Critical Anomalies: Dirty Reads, Non-Repeatable Reads, and Phantoms
Why Anomalies Matter
Isolation levels exist to prevent specific failure modes called anomalies. When concurrent transactions interact without proper isolation, they can produce incorrect results even though each transaction individually follows the rules. Understanding these anomalies helps you choose the right isolation level for your workload.
Dirty Read
A transaction reads data written by another transaction that has not yet committed. If that transaction rolls back, the reader used values that never actually existed. Example: Transaction A reads inventory count of 50 from uncommitted Transaction B, allocates those units, then B rolls back revealing count was 10. A oversold by 40 units. Prevented at Read Committed and above.
Non-Repeatable Read
A transaction reads the same row twice and gets different values because another transaction modified and committed between reads. Example: Banking transaction reads balance as $1,000, validates withdrawal, another transaction debits $600, then A re-reads seeing $400. Validation used stale data. Prevented at Repeatable Read and above.
Phantom Read
A transaction executes a query twice and gets different sets of rows because another transaction inserted or deleted matching rows. Unlike non-repeatable reads (existing rows change), phantoms involve rows appearing or disappearing. Example: A checks for overlapping reservations, finds none, inserts.

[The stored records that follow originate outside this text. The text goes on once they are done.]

//! One drawable path and its dotted → drawing → complete state machine.

use crate::animation::progress::{clamp01, ease_in_out, parse_progress_value, range_progress};
use crate::foundation::core::{ElementId, css_number};
use crate::style::batch::{StyleBatch, props};

/// Opacity of a segment that has not started drawing.
pub const DOTTED_OPACITY: f64 = 0.22;
/// Opacity at the very start of drawing; rises by [`DRAW_OPACITY_SPAN`] to 1.
pub const DRAW_OPACITY_BASE: f64 = 0.25;
/// Opacity gained over the drawing window.
pub const DRAW_OPACITY_SPAN: f64 = 0.75;
/// Minimum `end - start`; `end` is pushed forward to honor it.
pub const MIN_WINDOW: f64 = 0.01;

/// Discrete draw state of a segment.
#[derive(Clone, Copy, Debug, PartialEq, Eq, serde::Serialize, serde::Deserialize)]
#[serde(rename_all = "snake_case")]
pub enum SegmentState {
    /// Before its window: sparse dotted stroke at low opacity.
    Dotted,
    /// Inside its window: solid stroke being revealed.
    Drawing,
    /// At or past the end of its window: fully drawn.
    Complete,
}

/// Dash patterns precomputed from a path length.
#[derive(Clone, Debug, PartialEq)]
pub struct DashPatterns {
    /// Sparse dotted pattern, `"<dot> <gap>"`.
    pub dotted: String,
    /// Single continuous stroke, `"<length> <length>"`.
    pub solid: String,
}

impl DashPatterns {
    /// Derive both patterns for a path of `length`.
    ///
    /// `gap = max(length / 60, 14)`, `dot = max(gap · 0.35, 3)`.
    pub fn for_length(length: f64) -> Self {
        let gap = (length / 60.0).max(14.0);
        let dot = (gap * 0.35).max(3.0);
        let len = css_number(length);
        Self {
            dotted: format!("{} {}", css_number(dot), css_number(gap)),
            solid: format!("{len} {len}"),
        }
    }
}

/// State record for one animated path.
#[derive(Clone, Debug)]
pub struct Segment {
    id: ElementId,
    length: f64,
    start: f64,
    end: f64,
    state: SegmentState,
    patterns: DashPatterns,
    dash_offset: f64,
    opacity: f64,
}

impl Segment {
    /// Segment over `[start, end]`; thresholds are clamped and `end` is nudged past `start`.
    ///
    /// Both thresholds stay inside `[0, 1]`: a window that cannot open before 1 becomes
    /// `[1 - MIN_WINDOW, 1]`.
    pub fn new(id: ElementId, length: f64, start: f64, end: f64) -> Self {
        let length = if length.is_finite() {
            length.max(0.0)
        } else {
            0.0
        };
        let mut start = clamp01(start);
        let mut end = clamp01(end);
        if end <= start {
            end = start + MIN_WINDOW;
            if end > 1.0 {
                end = 1.0;
                start = 1.0 - MIN_WINDOW;
            }
        }
        Self {
            id,
            length,
            start,
            end,
            state: SegmentState::Dotted,
            patterns: DashPatterns::for_length(length),
            dash_offset: 0.0,
            opacity: DOTTED_OPACITY,
        }
    }

    /// Segment from textual threshold attributes (fallbacks 0 and 1).
    pub fn from_attributes(
        id: ElementId,
        length: f64,
        start: Option<&str>,
        end: Option<&str>,
    ) -> Self {
        Self::new(
            id,
            length,
            parse_progress_value(start, 0.0),
            parse_progress_value(end, 1.0),
        )
    }

    /// Element id of the path.
    pub fn id(&self) -> &ElementId {
        &self.id
    }

    /// Measured path length.
    pub fn length(&self) -> f64 {
        self.length
    }

    /// Window `(start, end)` after normalization.
    pub fn window(&self) -> (f64, f64) {
        (self.start, self.end)
    }

    /// Current state.
    pub fn state(&self) -> SegmentState {
        self.state
    }

    /// Last written dash offset.
    pub fn dash_offset(&self) -> f64 {
        self.dash_offset
    }

    /// Last written opacity.
    pub fn opacity(&self) -> f64 {
        self.opacity
    }

    /// Precomputed dash patterns.
    pub fn patterns(&self) -> &DashPatterns {
        &self.patterns
    }

    /// Initial visual state: dotted, low opacity, length published for the styling layer.
    pub fn setup(&mut self, out: &mut StyleBatch) {
        self.state = SegmentState::Dotted;
        self.dash_offset = 0.0;
        self.opacity = DOTTED_OPACITY;
        out.set_number(&self.id, props::PATH_LENGTH, self.length);
        out.set_text(&self.id, props::STROKE_DASHARRAY, self.patterns.dotted.clone());
        out.set_number(&self.id, props::STROKE_DASHOFFSET, 0.0);
        out.set_number(&self.id, props::OPACITY, DOTTED_OPACITY);
    }

    /// Advance the state machine to local `progress` and queue the resulting writes.
    pub fn advance(&mut self, progress: f64, out: &mut StyleBatch) -> SegmentState {
        let p = range_progress(progress, self.start, self.end);
        let next = if p <= 0.0 {
            SegmentState::Dotted
        } else if p >= 1.0 {
            SegmentState::Complete
        } else {
            SegmentState::Drawing
        };

        if next != self.state {
            tracing::debug!(
                segment = %self.id,
                from = ?self.state,
                to = ?next,
                "segment transition"
            );
        }

        match next {
            SegmentState::Dotted => {
                if self.state != SegmentState::Dotted {
                    self.dash_offset = 0.0;
                    self.opacity = DOTTED_OPACITY;
                    out.set_text(&self.id, props::STROKE_DASHARRAY, self.patterns.dotted.clone());
                    out.set_number(&self.id, props::STROKE_DASHOFFSET, 0.0);
                    out.set_number(&self.id, props::OPACITY, DOTTED_OPACITY);
                }
            }
            SegmentState::Drawing => {
                if self.state == SegmentState::Dotted {
                    out.set_text(&self.id, props::STROKE_DASHARRAY, self.patterns.solid.clone());
                }
                let eased = ease_in_out(p);
                self.dash_offset = (1.0 - eased) * self.length;
                self.opacity = DRAW_OPACITY_BASE + DRAW_OPACITY_SPAN * eased;
                out.set_number(&self.id, props::STROKE_DASHOFFSET, self.dash_offset);
                out.set_number(&self.id, props::OPACITY, self.opacity);
            }
            SegmentState::Complete => {
                if self.state != SegmentState::Complete {
                    if self.state == SegmentState::Dotted {
                        let solid = self.patterns.solid.clone();
                        out.set_text(&self.id, props::STROKE_DASHARRAY, solid);
                    }
                    self.write_complete(out);
                }
            }
        }
        self.state = next;
        next
    }

    /// Force the fully drawn state regardless of progress and stop any keyframe animation.
    pub fn complete(&mut self, out: &mut StyleBatch) {
        out.set_text(&self.id, props::ANIMATION, "none");
        out.set_text(&self.id, props::STROKE_DASHARRAY, self.patterns.solid.clone());
        self.write_complete(out);
        self.state = SegmentState::Complete;
    }

    fn write_complete(&mut self, out: &mut StyleBatch) {
        self.dash_offset = 0.0;
        self.opacity = 1.0;
        out.set_number(&self.id, props::STROKE_DASHOFFSET, 0.0);
        out.set_number(&self.id, props::OPACITY, 1.0);
    }
}

#[cfg(test)]
#[path = "../../tests/unit/controller/segment.rs"]
mod tests;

Meanwhile B does the same. Both pass validation but create double-booking. Only Serializable fully prevents phantoms, though some databases use gap locking (locking range between existing records) at Repeatable Read.
The Severity Hierarchy
Dirty reads are most dangerous (reading uncommitted garbage). Non-repeatable reads are less severe (data was at least committed). Phantoms are subtlest (query results change due to new rows). Higher isolation levels prevent more anomalies but cost more in performance or concurrency.